Children also suffer from poverty-related issues. Many countries, especially developing countries, offer special social protection programs targeting children. Cash transfer programs, food programs, and provision of school equipment are some of the social protection programs that aim to reduce poverty-related issues for children. A
United Nations Economic and Social Commission for Asia and the Pacific (
2021) country team in Mongolia analyzed the impact of Mongolia’s Child Money Program on consumption poverty and inequalities by considering different benefit levels and targeting regimes. According to the findings, the program has a significant but lesser effect on poverty reduction. However, the program has increased the consumption capacity of households, especially the lower deciles groups. Similarly, investment in child benefits has a positive impact on reducing inequalities. The results pointed out that inequality reduces drastically if the benefits are high. However, low benefits have a marginal effect on reducing inequality.
Kuss et al. (
2022) found that all beneficiaries did not gain equal benefits from social protection considering the elderly population in Uganda. They emphasize the importance of considering the local economic structure when formulating social protection programs since people in well-developed areas have more opportunities to participate in economic activities rather than in remote and marginalized areas where people have less access to economic opportunities. Similar findings were found by
Beegle et al. (
2016) in Sub-Saharan Africa, which has a high level of spatial inequalities, especially in transportation, financial services, and markets.

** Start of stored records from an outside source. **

//! Maps the verification records listed at enrollment onto the five
//! categories later steps submit against.

use std::fmt;

use serde::{Deserialize, Serialize};

use crate::error::FactoryError;
use crate::screening::VerificationRecord;

#[derive(Debug, Clone, Copy, PartialEq, Eq, Hash, Serialize, Deserialize)]
#[serde(rename_all = "snake_case")]
pub enum VerificationCategory {
    PersonalDetails,
    HousingHistory,
    Identity,
    CombinedIncome,
    SubmissionDisclosure,
}

impl VerificationCategory {
    pub const ALL: [VerificationCategory; 5] = [
        VerificationCategory::PersonalDetails,
        VerificationCategory::HousingHistory,
        VerificationCategory::Identity,
        VerificationCategory::CombinedIncome,
        VerificationCategory::SubmissionDisclosure,
    ];

    /// Substring the service uses in the verification record's name.
    pub fn remote_name(self) -> &'static str {
        match self {
            VerificationCategory::PersonalDetails => "rental_application",
            VerificationCategory::HousingHistory => "housing_history",
            VerificationCategory::Identity => "identity",
            VerificationCategory::CombinedIncome => "combined_income",
            VerificationCategory::SubmissionDisclosure => "submission_disclosure",
        }
    }

    pub fn label(self) -> &'static str {
        match self {
            VerificationCategory::PersonalDetails => "Personal details",
            VerificationCategory::HousingHistory => "Housing history",
            VerificationCategory::Identity => "Identity",
            VerificationCategory::CombinedIncome => "Combined income",
            VerificationCategory::SubmissionDisclosure => "Submission disclosure",
        }
    }
}

impl fmt::Display for VerificationCategory {
    fn fmt(&self, f: &mut fmt::Formatter<'_>) -> fmt::Result {
        match self {
            VerificationCategory::PersonalDetails => write!(f, "personal_details"),
            VerificationCategory::HousingHistory => write!(f, "housing_history"),
            VerificationCategory::Identity => write!(f, "identity"),
            VerificationCategory::CombinedIncome => write!(f, "combined_income"),
            VerificationCategory::SubmissionDisclosure => write!(f, "submission_disclosure"),
        }
    }
}

/// Find the first record whose name contains `name` and return its id.
///
/// A matching record without an id counts as missing.
pub fn resolve(
    records: &[VerificationRecord],
    name: &str,
    label: &str,
) -> Result<String, FactoryError> {
    records
        .iter()
        .find(|record| record.name.contains(name))
        .and_then(|record| record.id.as_ref())
        .map(|id| id.to_string())
        .ok_or_else(|| FactoryError::MissingVerification {
            label: label.to_string(),
            name: name.to_string(),
        })
}

/// Remote identifiers for every verification category of one applicant.
#[derive(Debug, Clone, PartialEq, Eq, Serialize, Deserialize)]
pub struct VerificationMap {
    pub personal_details: String,
    pub housing_history: String,
    pub identity: String,
    pub combined_income: String,
    pub submission_disclosure: String,
}

impl VerificationMap {
    /// Resolve all five categories. Either every category resolves or
    /// nothing is returned.
    pub fn resolve_all(records: &[VerificationRecord]) -> Result<Self, FactoryError> {
        let lookup = |category: VerificationCategory| {
            resolve(records, category.remote_name(), category.label())
        };
        Ok(Self {
            personal_details: lookup(VerificationCategory::PersonalDetails)?,
            housing_history: lookup(VerificationCategory::HousingHistory)?,
            identity: lookup(VerificationCategory::Identity)?,
            combined_income: lookup(VerificationCategory::CombinedIncome)?,
            submission_disclosure: lookup(VerificationCategory::SubmissionDisclosure)?,
        })
    }

    pub fn get(&self, category: VerificationCategory) -> &str {
        match category {
            VerificationCategory::PersonalDetails => &self.personal_details,
            VerificationCategory::HousingHistory => &self.housing_history,
            VerificationCategory::Identity => &self.identity,
            VerificationCategory::CombinedIncome => &self.combined_income,
            VerificationCategory::SubmissionDisclosure => &self.submission_disclosure,
        }
    }

    pub fn entries(&self) -> impl Iterator<Item = (VerificationCategory, &str)> {
        VerificationCategory::ALL
            .into_iter()
            .map(move |category| (category, self.get(category)))
    }
}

Social protection consists of mainly three branches: social insurance, in-kind transfer, and active labor market programs. Although most researchers have analyzed the impact of in-kind transfer, the impact of social insurance is rarely analyzed. However, social insurance also contributes to poverty alleviation by managing risk and increasing wealth and income.
Renuka (
2021) found that micro-insurance programs have a significant impact on alleviating poverty, increasing the intellectual investment and growth of marketing strategy, and employment opportunities, increasing small industries and economic development in India using 150 micro-insurance policy-holders of micro insurance, which was implemented by the Insurance Regulatory and Development Authority of India.

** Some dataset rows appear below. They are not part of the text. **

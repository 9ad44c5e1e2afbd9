//! Condition polling: wait until an async predicate holds or a timeout passes.

use std::future::Future;
use std::time::Duration;

use thiserror::Error;
use tokio::time::{Instant, sleep};

/// The predicate did not hold before the configured timeout elapsed.
#[derive(Debug, Clone, Copy, PartialEq, Eq, Error)]
#[error("Timeout of {}ms exceeded while waiting for condition", .timeout.as_millis())]
pub struct TimeoutError {
    pub timeout: Duration,
}

/// Evaluates `predicate` every `interval` until it returns `Ok(true)`.
///
/// The elapsed time is checked before each evaluation, so the predicate runs
/// at most `ceil(timeout / interval) + 1` times. Errors from the predicate
/// itself are returned as-is; the poller only schedules.
pub async fn wait_for<F, Fut, E>(
    mut predicate: F,
    timeout: Duration,
    interval: Duration,
) -> Result<(), E>
where
    F: FnMut() -> Fut,
    Fut: Future<Output = Result<bool, E>>,
    E: From<TimeoutError>,
{
    let started = Instant::now();

    loop {
        if started.elapsed() >= timeout {
            return Err(TimeoutError { timeout }.into());
        }
        if predicate().await? {
            return Ok(());
        }
        sleep(interval).await;
    }
}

A review of the literature shows that many researchers have analyzed the impact of social protection around the world by considering different social protection programs, different risks, and different target groups. Although a significant number of studies have focused on the Sri Lankan situation, it is difficult to find recent studies that comprehensively analyze the poverty situation and the impact of social protection on poverty in different geographical settings. Although Sri Lanka is a small country, there are huge geographical differences with a high risk of natural disasters and inequalities in accessing resources and infrastructure facilities. Those factors widely affect poverty and vulnerability. Additionally, the social protection system should be reformulated according to the heterogeneity of poverty by considering the geographical disparities to eradicate poverty sustainably. However, the research focus on those factors is limited or unavailable in Sri Lanka. Additionally, the inflation rate of Sri Lanka is increasing rapidly, and poverty lines also change significantly. Therefore, the formulation of social protection policies without considering the current situation is not valid to eradicate poverty sustainably.